The Bureau of Land Management last year told Oregon Gov. John Kitzhaber (D) that it would not be conducting a broad EIS. And with the corps having such a prominent role in permitting ports, terminal critics are looking to the agency for relief.

"The National Environmental Policy Act is instructive in a situation such as this, calling on federal agencies to consider impacts from past, present and reasonably foreseeable future actions," Sen. Patty Murray (D-Wash.) told the corps last year.

When SNL reported that the corps was unlikely to conduct a PEIS, the U.S. Chamber of Commerce and other terminal supporters cheered.

"This type of all-encompassing project review would have serious unintended consequences that could bring U.S. trade to a grinding halt," said Bill Kovacs, the chamber's senior vice president for regulatory affairs.

Corps spokesman Doug Garman confirmed yesterday that a PEIS is unlikely but also noted that many people may be using the terms interchangeably. That is incorrect.

A broader review of the coal terminal proposals, he said, is still possible.

Areawide or programmatic?

It's understandable why people beyond the corps and the circle of attorneys and project developers who deal with the agency are confused by AEIS and PEIS.

"It's probably not as clear as people would like," said Karen Bennett, a Hunton & Williams LLP attorney and former environmental affairs vice president at the National Mining Association. "Most of the NEPA regulations are not really crystal clear, but there has been a lot of litigation over the years, and the courts have been clear that it is up to the agency to decide."

According to guidelines prepared by the White House Council on Environmental Quality, Garman said, "the preparation of an areawide or overview EIS may be particularly useful when similar actions, viewed with other reasonably foreseeable or proposed agency actions, share common timing or geography."

There's an ongoing PEIS being done by the Department of Energy on its Uranium Leasing Program, which offers government land to mining companies.

The corps' work on the coal terminals is different, Bennett said.

"They are not looking at the environmental effects of any one project. Programmatic doesn't make any sense in this [coal export] case. There's no program or specific policy or plan the corps is implementing underlying the action underlining it."

The corps has an AEIS in the works on phosphate mining operations in central Florida. The review involved a group of projects, geographically clustered and affecting similar resources, waterways and land.

The Council on Environmental Quality has helped lead meetings of various regulatory agencies dealing with the coal terminal proposals, but is not dictating a certain course of action (Greenwire, Oct 5, 2012).

Bennett, who has represented coal interests, sees individual reviews as being environmentally preferable.
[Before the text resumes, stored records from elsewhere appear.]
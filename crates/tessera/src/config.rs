//! Tessellation configuration, loaded from TOML.

use std::path::Path;

use serde::{Deserialize, Serialize};
use tessera_nurbs::SamplingOptions;

use crate::Result;

/// Limits and switches for rebuilding surfaces.
///
/// ```toml
/// max_samples = 256
/// adaptive_fallback = 33
/// cache = true
/// ```
#[derive(Debug, Clone, PartialEq, Eq, Serialize, Deserialize)]
#[serde(default, deny_unknown_fields)]
pub struct TessellationConfig {
    /// Upper bound on samples per direction.
    pub max_samples: usize,
    /// Sample count substituted for negative (adaptive) tessellation hints.
    /// Unset means `2 * dimension + 1`.
    pub adaptive_fallback: Option<usize>,
    /// Route basis evaluation through the basis cache.
    pub cache: bool,
}

impl Default for TessellationConfig {
    fn default() -> Self {
        let sampling = SamplingOptions::default();
        Self {
            max_samples: sampling.max_samples,
            adaptive_fallback: sampling.adaptive_fallback,
            cache: true,
        }
    }
}

impl TessellationConfig {
    /// Parse a configuration from TOML text. Missing keys keep their defaults.
    pub fn from_toml_str(s: &str) -> Result<Self> {
        Ok(toml::from_str(s)?)
    }

    /// Read and parse a TOML configuration file.
    pub fn load(path: impl AsRef<Path>) -> Result<Self> {
        let text = std::fs::read_to_string(path)?;
        Self::from_toml_str(&text)
    }

    /// The sampler options this configuration implies.
    pub fn sampling_options(&self) -> SamplingOptions {
        SamplingOptions {
            max_samples: self.max_samples,
            adaptive_fallback: self.adaptive_fallback,
        }
    }
}

#[cfg(test)]
mod tests {
    use super::*;
    use crate::Error;

    #[test]
    fn test_defaults() {
        let cfg = TessellationConfig::default();
        assert_eq!(cfg.max_samples, 1024);
        assert_eq!(cfg.adaptive_fallback, None);
        assert!(cfg.cache);
        assert_eq!(TessellationConfig::from_toml_str("").unwrap(), cfg);
    }

    #[test]
    fn test_partial_toml() {
        let cfg = TessellationConfig::from_toml_str("adaptive_fallback = 17\ncache = false\n").unwrap();
        assert_eq!(cfg.max_samples, 1024);
        assert_eq!(cfg.adaptive_fallback, Some(17));
        assert!(!cfg.cache);
        assert_eq!(cfg.sampling_options().adaptive_fallback, Some(17));
    }

    #[test]
    fn test_unknown_key_rejected() {
        let err = TessellationConfig::from_toml_str("max_sample = 3").unwrap_err();
        assert!(matches!(err, Error::Config(_)));
    }

    #[test]
    fn test_load_missing_file() {
        let err = TessellationConfig::load("/nonexistent/tessera.toml").unwrap_err();
        assert!(matches!(err, Error::Io(_)));
    }
}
She asked, "If we go down this road [of broad reviews], would it really generate meaningful information that would be helpful in making decisions?

"This is the goal of the NEPA analysis. Where projects are not geographically close and on different timelines, so much of the information is speculative."
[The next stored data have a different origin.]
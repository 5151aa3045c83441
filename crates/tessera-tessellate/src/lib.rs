#![warn(missing_docs)]

//! Triangle mesh construction for tessera.
//!
//! Two paths produce a [`MeshArtifact`]:
//! 1. [`build_fine`] triangulates an evaluated [`SampledGrid`]
//! 2. [`build_coarse`] triangulates the raw control net when the surface
//!    cannot be evaluated
//!
//! Both use the same fixed diagonal through each grid cell (see
//! [`grid_indices`]), so a bilinear patch sampled at its control points
//! yields the same topology on either path.

use serde::{Deserialize, Serialize};
use tessera_math::{point_to_f32, try_normalize, vec_to_f32, Tolerance, Vec3};
use tessera_nurbs::{SampledGrid, SurfaceDefinition, SurfaceError};

/// Which builder produced a mesh.
#[derive(Debug, Clone, Copy, PartialEq, Eq, Serialize, Deserialize)]
#[serde(rename_all = "lowercase")]
pub enum MeshKind {
    /// Evaluated surface samples.
    Fine,
    /// Raw control points.
    Coarse,
}

/// Indexed triangle mesh handed to the renderer.
#[derive(Debug, Clone, PartialEq, Serialize, Deserialize)]
pub struct MeshArtifact {
    /// Flat array of triangle indices: `[i0, i1, i2, ...]` (u32).
    pub indices: Vec<u32>,
    /// Flat array of vertex positions: `[x0, y0, z0, x1, y1, z1, ...]` (f32).
    pub vertices: Vec<f32>,
    /// Flat array of vertex normals, same length as `vertices`. Empty on the
    /// coarse path.
    pub normals: Vec<f32>,
    /// Flat array of texture coordinates: `[s0, t0, s1, t1, ...]`. Empty on
    /// the coarse path.
    pub tex_coords: Vec<f32>,
    /// Back-face culling flag. Always false.
    pub solid: bool,
    /// Winding flag reported to the renderer. Always false.
    pub ccw: bool,
    /// Whether normals are smooth per vertex (false: flat per face).
    pub normal_per_vertex: bool,
    /// Builder path.
    pub kind: MeshKind,
}

impl MeshArtifact {
    fn empty(kind: MeshKind, normal_per_vertex: bool) -> Self {
        Self {
            indices: Vec::new(),
            vertices: Vec::new(),
            normals: Vec::new(),
            tex_coords: Vec::new(),
            solid: false,
            ccw: false,
            normal_per_vertex,
            kind,
        }
    }

    /// Number of triangles.
    pub fn num_triangles(&self) -> usize {
        self.indices.len() / 3
    }

    /// Number of vertices.
    pub fn num_vertices(&self) -> usize {
        self.vertices.len() / 3
    }

    /// Whether the mesh has no triangles.
    pub fn is_empty(&self) -> bool {
        self.indices.is_empty()
    }

    /// Axis-aligned bounds `(min, max)` of the vertices, `None` when there are
    /// none.
    pub fn bounds(&self) -> Option<([f32; 3], [f32; 3])> {
        let mut chunks = self.vertices.chunks_exact(3);
        let first = chunks.next()?;
        let mut min = [first[0], first[1], first[2]];
        let mut max = min;
        for v in chunks {
            for k in 0..3 {
                min[k] = min[k].min(v[k]);
                max[k] = max[k].max(v[k]);
            }
        }
        Some((min, max))
    }
}

/// External texture coordinate collaborator.
///
/// When supplied to [`build_fine`] it replaces the unit-square
/// parametrisation; it receives the surface parameters of each sample.
pub trait TexCoordSource: Send + Sync {
    /// Texture coordinate for surface parameters `(u, v)`.
    fn tex_coord(&self, u: f64, v: f64) -> [f32; 2];
}

/// Triangle indices for a `cols x rows` vertex grid stored row by row.
///
/// Each cell `(i, j)` becomes `(i,j) (i+1,j) (i,j+1)` and
/// `(i,j+1) (i+1,j) (i+1,j+1)`, with vertex `(i, j)` at `i + j * cols`.
/// Grids with fewer than two columns or rows produce no triangles.
pub fn grid_indices(cols: usize, rows: usize) -> Vec<u32> {
    if cols < 2 || rows < 2 {
        return Vec::new();
    }
    let stride = cols as u32;
    let mut indices = Vec::with_capacity(6 * (cols - 1) * (rows - 1));
    for j in 0..rows - 1 {
        for i in 0..cols - 1 {
            let bl = j as u32 * stride + i as u32;
            let br = bl + 1;
            let tl = bl + stride;
            let tr = tl + 1;
            indices.extend_from_slice(&[bl, br, tl, tl, br, tr]);
        }
    }
    indices
}

/// Build the mesh of an evaluated grid.
///
/// With `normal_per_vertex` the grid samples are shared between triangles and
/// carry their analytic normals. Otherwise every triangle gets three fresh
/// vertices sharing one face normal, and indices run sequentially.
pub fn build_fine(
    grid: &SampledGrid,
    normal_per_vertex: bool,
    tex_source: Option<&dyn TexCoordSource>,
) -> MeshArtifact {
    let mut mesh = MeshArtifact::empty(MeshKind::Fine, normal_per_vertex);
    let grid_tris = grid_indices(grid.u_samples, grid.v_samples);

    let tex_at = |idx: usize| -> [f32; 2] {
        match tex_source {
            Some(source) => {
                let (i, j) = (idx % grid.u_samples, idx / grid.u_samples);
                source.tex_coord(grid.u_params[i], grid.v_params[j])
            }
            None => {
                let [s, t] = grid.tex_coords[idx];
                [s as f32, t as f32]
            }
        }
    };

    if normal_per_vertex {
        mesh.vertices.reserve(grid.len() * 3);
        mesh.normals.reserve(grid.len() * 3);
        mesh.tex_coords.reserve(grid.len() * 2);
        for (idx, (p, n)) in grid.points.iter().zip(&grid.normals).enumerate() {
            mesh.vertices.extend_from_slice(&point_to_f32(p));
            mesh.normals.extend_from_slice(&vec_to_f32(n));
            mesh.tex_coords.extend_from_slice(&tex_at(idx));
        }
        mesh.indices = grid_tris;
        return mesh;
    }

    // Flat shading still reads `grid.normals`: a sliver triangle at a pole
    // takes the average of its corner normals.
    mesh.vertices.reserve(grid_tris.len() * 3);
    mesh.normals.reserve(grid_tris.len() * 3);
    mesh.tex_coords.reserve(grid_tris.len() * 2);
    mesh.indices.reserve(grid_tris.len());
    for tri in grid_tris.chunks_exact(3) {
        let [a, b, c] = [tri[0] as usize, tri[1] as usize, tri[2] as usize];
        let normal = vec_to_f32(&face_normal(grid, a, b, c));
        for idx in [a, b, c] {
            let next = mesh.num_vertices() as u32;
            mesh.indices.push(next);
            mesh.vertices.extend_from_slice(&point_to_f32(&grid.points[idx]));
            mesh.normals.extend_from_slice(&normal);
            mesh.tex_coords.extend_from_slice(&tex_at(idx));
        }
    }
    mesh
}

/// Flat normal of triangle `(a, b, c)`. Triangles are wound counter-clockwise
/// about `du x dv`, so the edge cross product agrees with the analytic
/// normals; a sliver falls back to their average.
fn face_normal(grid: &SampledGrid, a: usize, b: usize, c: usize) -> Vec3 {
    let tol = Tolerance::DEFAULT;
    let (pa, pb, pc) = (grid.points[a], grid.points[b], grid.points[c]);
    let cross = (pb - pa).cross(&(pc - pa));
    try_normalize(&cross, tol.normal)
        .or_else(|| {
            let sum = grid.normals[a] + grid.normals[b] + grid.normals[c];
            try_normalize(&sum, tol.normal)
        })
        .unwrap_or_else(Vec3::z)
}

/// Build the degraded mesh straight from the control net.
///
/// Vertices are the control points, indexed with the fine-path diagonal rule
/// over a `u_dimension x v_dimension` grid. No normals or texture
/// coordinates are produced. Only a structurally broken net fails.
pub fn build_coarse(def: &SurfaceDefinition) -> Result<MeshArtifact, SurfaceError> {
    def.validate_net()?;
    let mut mesh = MeshArtifact::empty(MeshKind::Coarse, true);
    mesh.vertices.reserve(def.control_point.len() * 3);
    for p in &def.control_point {
        mesh.vertices.extend_from_slice(&point_to_f32(p));
    }
    mesh.indices = grid_indices(def.u_dimension, def.v_dimension);
    log::debug!(
        "coarse mesh: {}x{} control net, {} triangles",
        def.u_dimension,
        def.v_dimension,
        mesh.num_triangles()
    );
    Ok(mesh)
}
Export foes have no preference over what type of review is done -- as long as the corps assesses larger-scale impacts.

"Bottom line, it's important they not look at each one with blinders on," said Kimberly Larson, spokeswoman for the Power Past Coal coalition, stressing the overlapping effects of the proposed ports.

The terminals also face state scrutiny. Ambre Energy Ltd. asked last week that the Oregon Department of State Lands delay until Sept. 1 making up its mind about the Port of Morrow project along the Columbia River. The agency granted the request.

Last year, RailAmerica Inc. announced it was giving up on plans to build a coal storage and export facility at the Port of Grays Harbor in Washington. More recently, two companies pulled out of another potential project near Coos Bay, Ore. (ClimateWire, March 12).

Other pending projects include the Cherry Point, Wash., Gateway Pacific Terminal and the Millennium Bulk Terminals near Longview, Wash. (Greenwire, June 29, 2012).